[Stored data]
%%
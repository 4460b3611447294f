//! LOB probability runner
//!
//! Runs every scenario of an experiment file and prints the estimates.
//!
//! Usage:
//!   lobprob --config experiment.toml --trials 50000 --seed 7
//!   lobprob --write-default experiment.toml
//!
//! Environment:
//!   LOBPROB_CONFIG - Experiment file (default: built-in scenarios)
//!   RUST_LOG - Log filter (default: lobprob=info)

use std::path::PathBuf;

use anyhow::{Context, Result};
use clap::Parser;
use tracing::info;
use tracing_subscriber::EnvFilter;

use lobprob::{ExperimentConfig, ScenarioResult};

#[derive(Parser, Debug)]
#[command(name = "lobprob")]
#[command(about = "Monte Carlo probabilities of limit order book events")]
struct Args {
    /// Experiment file (TOML)
    #[arg(short, long, env = "LOBPROB_CONFIG")]
    config: Option<PathBuf>,

    /// Trials per scenario (overrides the file)
    #[arg(short, long)]
    trials: Option<usize>,

    /// Base seed (overrides the file)
    #[arg(short, long)]
    seed: Option<u64>,

    /// Run chunks on the current thread
    #[arg(long)]
    sequential: bool,

    /// Cap on updates per trial, 0 = unbounded
    #[arg(long)]
    max_steps: Option<u64>,

    /// Print results as JSON
    #[arg(long)]
    json: bool,

    /// Log progress after every chunk
    #[arg(short, long)]
    verbose: bool,

    /// Write the built-in experiment file to this path and exit
    #[arg(long, value_name = "PATH")]
    write_default: Option<PathBuf>,
}

fn main() -> Result<()> {
    tracing_subscriber::fmt()
        .with_env_filter(
            EnvFilter::try_from_default_env().unwrap_or_else(|_| EnvFilter::new("lobprob=info")),
        )
        .with_writer(std::io::stderr)
        .init();

    let args = Args::parse();

    if let Some(path) = &args.write_default {
        ExperimentConfig::default()
            .save(path)
            .with_context(|| format!("writing {}", path.display()))?;
        info!("Wrote default experiment to {}", path.display());
        return Ok(());
    }

    let mut config = match &args.config {
        Some(path) => ExperimentConfig::load(path)
            .with_context(|| format!("loading experiment file {}", path.display()))?,
        None => ExperimentConfig::default(),
    };
    apply_overrides(&mut config, &args);

    info!(
        "Running {} scenarios, {} trials each (seed {}, {})",
        config.scenarios.len(),
        config.run.trials,
        config.run.seed,
        if config.run.parallel { "parallel" } else { "sequential" }
    );

    let results = config.run_all().context("experiment failed")?;

    if args.json {
        println!("{}", serde_json::to_string_pretty(&results)?);
    } else {
        print_table(&results);
    }
    Ok(())
}

fn apply_overrides(config: &mut ExperimentConfig, args: &Args) {
    if let Some(trials) = args.trials {
        config.run.trials = trials;
    }
    if let Some(seed) = args.seed {
        config.run.seed = seed;
    }
    if args.sequential {
        config.run.parallel = false;
    }
    if let Some(cap) = args.max_steps {
        config.run.max_steps = (cap > 0).then_some(cap);
    }
    if args.verbose {
        config.run.verbose = true;
    }
}

fn print_table(results: &[ScenarioResult]) {
    println!(
        "{:<20} {:>10} {:>10} {:>12} {:>10}",
        "scenario", "trials", "successes", "probability", "std_err"
    );
    for result in results {
        let report = &result.report;
        println!(
            "{:<20} {:>10} {:>10} {:>12.6} {:>10.6}",
            result.scenario, report.trials, report.successes, report.probability, report.std_error
        );
        if let Some(reach) = result.reach_probability {
            println!("{:<20} {:>45.6}", "  reach", reach);
        }
    }
}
%%
### [Assignment]
Within the entries above, find each line where "println" appears; copy every one.

### [Answer section]
        println!("{}", serde_json::to_string_pretty(&results)?);
    println!(
        println!(
            println!("{:<20} {:>45.6}", "  reach", reach);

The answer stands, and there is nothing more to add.